Every action has a reaction. Wolf advocates viewed regulated hunting and trapping as reprehensible. By the same token, most advocates seem to view the wolf depredation program as a necessary evil, because it allows wolves to exist on a human-populated landscape.

Actually, going from endangered status to regulated hunting and trapping a year or two later is pretty big leap of logic.

Wildlife biologists and hunting advocates often seem to believe that wolves need to be removed from a fully protected status so we can immediately begin killing them through hunting and trapping. While this may make some sense to professional biologists who understand wolf population dynamics and hunters concerned that wolves eat too many deer, it’s a hard sell for the general public. After all, unless you are biologist, hunter or livestock producer, you probably don’t spend much time thinking about wolves unless they are in the news.

Our past history with wolves is enough to give many folks pause when it comes to reinitiating hunting and trapping. Wolves were placed on the Endangered Species list in the 1970s, after they were wiped out everywhere in the Lower 48 with the exception of northern Minnesota. Prior to that, wolves were unprotected. You could kill a wolf whenever you saw one. At various times and places, wolves were relentlessly pursued for a bounty, and subjected to eradication attempts that included poisoning and hunting from airplanes. For more than a century, wolves were considered a scourge on the landscape. Some folks still view them this way.
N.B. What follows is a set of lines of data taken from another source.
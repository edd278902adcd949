//! Turns a `FileDescriptorProto` into defs and mini-tables.
//!
//! The build runs in phases over every message of the file at once, so
//! forward references and cycles need no special handling: all symbols are
//! declared before any type name is resolved, and all tables are built
//! before any of them is linked. The caller owns the rollback; the builder
//! only records which symbols it registered.


use tracing::{debug, trace};

use super::descriptor::{
    DescriptorProto, EnumDescriptorProto, FieldDescriptorProto, FileDescriptorProto, Label, MethodDescriptorProto,
    ServiceDescriptorProto,
};
use super::enum_def::{EnumData, EnumValueData};
use super::field::{FieldData, SubDef, parse_default, to_json_name};
use super::file::{FileData, Syntax};
use super::message::MessageData;
use super::oneof::OneofData;
use super::service::{MethodData, ServiceData};
use super::{DefPool, Symbol};
use crate::base::MessageValue;
use crate::error::{Error, Result};
use crate::extension_registry::ExtensionRegistryStatus;
use crate::hash::{IntTable, StrTable};
use crate::mini_descriptor::{MtDataEncoder, field_flags, message_modifier};
use crate::mini_table::{FieldType, MiniTable, MiniTableEnum, MiniTableExtension, MiniTableSub};
use crate::wire::MAX_FIELD_NUMBER;

/// Progress of the messages of the file being built.
#[derive(Debug, Clone, Copy, PartialEq, Eq, PartialOrd, Ord)]
pub(crate) enum BuildState {
    /// Names are registered; field types are not yet known.
    Declared,
    FieldsResolved,
    /// Mini-tables exist but sub-message slots hold the placeholder.
    LayoutComputed,
    SubMessagesLinked,
    Finalized,
}

fn fail(msg: String) -> Error {
    debug!(error = %msg, "def build failed");
    Error::Def(msg)
}

fn join(prefix: &str, name: &str) -> String {
    if prefix.is_empty() {
        name.to_string()
    } else {
        format!("{prefix}.{name}")
    }
}

fn check_ident(name: &str, what: &str) -> Result<()> {
    let mut chars = name.chars();
    let valid = match chars.next() {
        Some(c) if c.is_ascii_alphabetic() || c == '_' => chars.all(|c| c.is_ascii_alphanumeric() || c == '_'),
        _ => false,
    };
    if valid {
        Ok(())
    } else {
        Err(fail(format!("invalid {what} name '{name}'")))
    }
}

fn check_full_name(name: &str) -> Result<()> {
    name.split('.').try_for_each(|part| check_ident(part, "package"))
}

/// `foo_bar` maps to the entry message `FooBarEntry`.
fn map_entry_name(field: &str) -> String {
    let mut out = String::with_capacity(field.len() + 5);
    let mut upper_next = true;
    for ch in field.chars() {
        if ch == '_' {
            upper_next = true;
        } else if upper_next {
            out.extend(ch.to_uppercase());
            upper_next = false;
        } else {
            out.push(ch);
        }
    }
    out.push_str("Entry");
    out
}

fn is_options_message(full_name: &str) -> bool {
    full_name
        .strip_prefix("google.protobuf.")
        .is_some_and(|name| name.ends_with("Options") && !name.contains('.'))
}
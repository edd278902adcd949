//! Scratch space for deterministic serialization.
//!
//! Nested maps are sorted on one shared stack: each map pushes its entries,
//! sorts just that range, and pops it when done, so the stack only ever
//! holds the maps on the current path through the message tree.

use crate::base::{Extension, MessageValue};
use crate::map::{Map, compare_keys};

/// A sorted run of entries on the sorter's stack.
#[derive(Debug, Clone, Copy, PartialEq, Eq)]
pub(crate) struct SortedRange {
    start: usize,
    end: usize,
}

impl SortedRange {
    pub(crate) fn len(&self) -> usize {
        self.end - self.start
    }
}

#[derive(Default)]
pub(crate) struct MapSorter {
    entries: Vec<(MessageValue, MessageValue)>,
    exts: Vec<&'static Extension>,
}

impl MapSorter {
    pub(crate) fn new() -> Self {
        Self::default()
    }

    /// Pushes the entries of `map` sorted by key.
    pub(crate) fn push_map(&mut self, map: &Map) -> SortedRange {
        let start = self.entries.len();
        self.entries.extend(map.iter());
        self.entries[start..].sort_unstable_by(|a, b| compare_keys(&a.0, &b.0));
        SortedRange {
            start,
            end: self.entries.len(),
        }
    }

    pub(crate) fn entries(&self, range: SortedRange) -> &[(MessageValue, MessageValue)] {
        &self.entries[range.start..range.end]
    }

    /// Pushes extension records sorted by field number.
    pub(crate) fn push_extensions(&mut self, exts: &'static [Extension]) -> SortedRange {
        let start = self.exts.len();
        self.exts.extend(exts.iter());
        self.exts[start..].sort_unstable_by_key(|e| e.extension().number());
        SortedRange {
            start,
            end: self.exts.len(),
        }
    }

    pub(crate) fn extensions(&self, range: SortedRange) -> &[&'static Extension] {
        &self.exts[range.start..range.end]
    }

    pub(crate) fn pop_map(&mut self, range: SortedRange) {
        debug_assert_eq!(range.end, self.entries.len());
        self.entries.truncate(range.start);
    }

    pub(crate) fn pop_extensions(&mut self, range: SortedRange) {
        debug_assert_eq!(range.end, self.exts.len());
        self.exts.truncate(range.start);
    }
}

#[cfg(test)]
mod tests {
    use super::*;
    use crate::arena::Arena;
    use crate::mini_table::CType;

    #[test]
    fn nested_ranges() {
        let arena = Arena::default();
        let outer = Map::new(&arena, CType::Int32, CType::Int32).unwrap();
        let inner = Map::new(&arena, CType::UInt64, CType::Bool).unwrap();
        for k in [5, -3, 9, 0] {
            outer.set(MessageValue::Int32(k), MessageValue::Int32(k * 2), &arena);
        }
        for k in [7u64, 1, 3] {
            inner.set(MessageValue::UInt64(k), MessageValue::Bool(true), &arena);
        }
        let mut sorter = MapSorter::new();
        let a = sorter.push_map(outer);
        let b = sorter.push_map(inner);
        let keys: Vec<_> = sorter.entries(b).iter().map(|e| e.0.as_u64().unwrap()).collect();
        assert_eq!(keys, vec![1, 3, 7]);
        sorter.pop_map(b);
        let keys: Vec<_> = sorter.entries(a).iter().map(|e| e.0.as_i32().unwrap()).collect();
        assert_eq!(keys, vec![-3, 0, 5, 9]);
        assert_eq!(a.len(), 4);
        sorter.pop_map(a);
        assert!(sorter.entries.is_empty());
    }
}
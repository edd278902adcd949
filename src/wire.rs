//! Protobuf binary wire format primitives.

/// Bytes past the logical end of input that the decoder may always read.
pub const SLOP_BYTES: usize = 16;

pub const MAX_VARINT_LEN: usize = 10;

/// Largest legal field number, `2^29 - 1`.
pub const MAX_FIELD_NUMBER: u32 = (1 << 29) - 1;

#[derive(Debug, Clone, Copy, PartialEq, Eq)]
#[repr(u8)]
pub enum WireType {
    Varint = 0,
    I64 = 1,
    Delimited = 2,
    StartGroup = 3,
    EndGroup = 4,
    I32 = 5,
}

impl WireType {
    pub const fn from_tag(tag: u32) -> Option<WireType> {
        match tag & 7 {
            0 => Some(WireType::Varint),
            1 => Some(WireType::I64),
            2 => Some(WireType::Delimited),
            3 => Some(WireType::StartGroup),
            4 => Some(WireType::EndGroup),
            5 => Some(WireType::I32),
            _ => None,
        }
    }
}

#[inline(always)]
pub const fn make_tag(number: u32, wire_type: WireType) -> u32 {
    (number << 3) | wire_type as u32
}

#[inline(always)]
pub const fn tag_number(tag: u32) -> u32 {
    tag >> 3
}

#[inline(always)]
pub const fn zigzag_encode32(n: i32) -> u32 {
    ((n << 1) ^ (n >> 31)) as u32
}

#[inline(always)]
pub const fn zigzag_encode64(n: i64) -> u64 {
    ((n << 1) ^ (n >> 63)) as u64
}

#[inline(always)]
pub const fn zigzag_decode32(n: u32) -> i32 {
    ((n >> 1) as i32) ^ -((n & 1) as i32)
}

#[inline(always)]
pub const fn zigzag_decode64(n: u64) -> i64 {
    ((n >> 1) as i64) ^ -((n & 1) as i64)
}

pub const fn varint_size(mut v: u64) -> usize {
    let mut n = 1;
    while v >= 0x80 {
        v >>= 7;
        n += 1;
    }
    n
}

/// Writes `v` as a varint into `buf`, returning the number of bytes used.
#[inline]
pub fn encode_varint(mut v: u64, buf: &mut [u8; MAX_VARINT_LEN]) -> usize {
    let mut i = 0;
    loop {
        let byte = (v & 0x7f) as u8;
        v >>= 7;
        if v == 0 {
            buf[i] = byte;
            return i + 1;
        }
        buf[i] = byte | 0x80;
        i += 1;
    }
}

pub fn push_varint(out: &mut Vec<u8>, v: u64) {
    let mut buf = [0u8; MAX_VARINT_LEN];
    let n = encode_varint(v, &mut buf);
    out.extend_from_slice(&buf[..n]);
}

/// Reads a varint from the start of `bytes`.
///
/// Returns the value and the number of bytes consumed, or `None` if the
/// varint is truncated or longer than ten bytes.
pub fn read_varint(bytes: &[u8]) -> Option<(u64, usize)> {
    let mut value = 0u64;
    for (i, &b) in bytes.iter().take(MAX_VARINT_LEN).enumerate() {
        value |= ((b & 0x7f) as u64) << (7 * i);
        if b < 0x80 {
            return Some((value, i + 1));
        }
    }
    None
}

/// Length of the complete field (tag included) at the start of `bytes`.
///
/// Groups are walked up to `depth_limit` levels. Used to split unknown field
/// storage back into individual fields.
pub fn field_len(bytes: &[u8], depth_limit: u32) -> Option<usize> {
    let (tag, tag_len) = read_varint(bytes)?;
    let tag = u32::try_from(tag).ok()?;
    let rest = &bytes[tag_len..];
    let body = match WireType::from_tag(tag)? {
        WireType::Varint => read_varint(rest)?.1,
        WireType::I64 => 8,
        WireType::I32 => 4,
        WireType::Delimited => {
            let (len, n) = read_varint(rest)?;
            n.checked_add(usize::try_from(len).ok()?)?
        }
        WireType::StartGroup => {
            if depth_limit == 0 {
                return None;
            }
            let mut pos = 0;
            loop {
                let (inner, inner_len) = read_varint(rest.get(pos..)?)?;
                if inner as u32 == make_tag(tag_number(tag), WireType::EndGroup) {
                    break pos + inner_len;
                }
                pos += field_len(rest.get(pos..)?, depth_limit - 1)?;
            }
        }
        WireType::EndGroup => return None,
    };
    let total = tag_len + body;
    if total > bytes.len() { None } else { Some(total) }
}

#[cfg(test)]
mod tests {
    use super::*;

    #[test]
    fn zigzag() {
        assert_eq!(zigzag_encode32(0), 0);
        assert_eq!(zigzag_encode32(-1), 1);
        assert_eq!(zigzag_encode32(1), 2);
        assert_eq!(zigzag_encode32(i32::MIN), u32::MAX);
        assert_eq!(zigzag_decode64(zigzag_encode64(i64::MIN)), i64::MIN);
        assert_eq!(zigzag_decode32(3), -2);
    }

    #[test]
    fn varints() {
        let mut buf = [0u8; MAX_VARINT_LEN];
        assert_eq!(encode_varint(150, &mut buf), 2);
        assert_eq!(&buf[..2], &[0x96, 0x01]);
        assert_eq!(read_varint(&[0x96, 0x01]), Some((150, 2)));
        assert_eq!(encode_varint(u64::MAX, &mut buf), 10);
        assert_eq!(read_varint(&buf), Some((u64::MAX, 10)));
        assert_eq!(read_varint(&[0x80; 11]), None);
        assert_eq!(read_varint(&[0x80]), None);
        assert_eq!(varint_size(0), 1);
        assert_eq!(varint_size(1 << 63), 10);
    }

    #[test]
    fn field_lengths() {
        assert_eq!(field_len(&[0x08, 0x96, 0x01, 0xff], 10), Some(3));
        assert_eq!(field_len(&[0x12, 0x02, b'h', b'i'], 10), Some(4));
        assert_eq!(field_len(&[0x12, 0x05, b'h'], 10), None);
        // group 3 { field 1: 1 }
        assert_eq!(field_len(&[0x1b, 0x08, 0x01, 0x1c], 10), Some(4));
        assert_eq!(field_len(&[0x1b, 0x08, 0x01, 0x1c], 0), None);
        assert_eq!(field_len(&[0x0e], 10), None);
    }
}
Biologists correctly argue modern wolf management, including regulated hunting and trapping, is a far cry from the killing free-for-all of the bad old days. Unfortunately, some of the rhetoric spewed by folks who don’t like wolves, and there are plenty of them, is enough to give pause to anyone who is inclined to give the wolves a break. Sure, wolf management may begin with regulated hunting and trapping, but what assurances does the public have that regulations won’t eventually devolve into killing more and more wolves in an attempt, even if misguided, to create wolf-free zones for livestock producers or to bolster deer and moose populations? In states such as Alaska and Idaho, such policies already exist.

Changing demographics play a role as well. The majority of the nonhunting public accepts hunting for food. They are far less tolerant of hunting for trophies. Since we don’t eat wolves, it is unlikely they will look favorably upon wolf hunting. Those who do support regulated hunting and trapping need to bear this in mind.

At this juncture, we don’t really know what Minnesota will do with its newly acquired wolf management authority. The state is in the process of updating its wolf management plan and has convened a broad-based citizen’s committee as well as soliciting public input for guidance. It is reasonable to assume the state will continue a depredation program to assist livestock producers and perhaps establish regulations that allow folks to kill a wolf to defend either livestock or pets from an attack. As for authorizing hunting and trapping, it wouldn’t be surprising if the state took a slower, phased-in approach.

Whatever occurs, whether the state is able to move forward and implement its management plan or a lawsuit returns the wolf Endangered Species protection, the outcome will matter more to people than it will to wolves. In Minnesota, wolves will remain.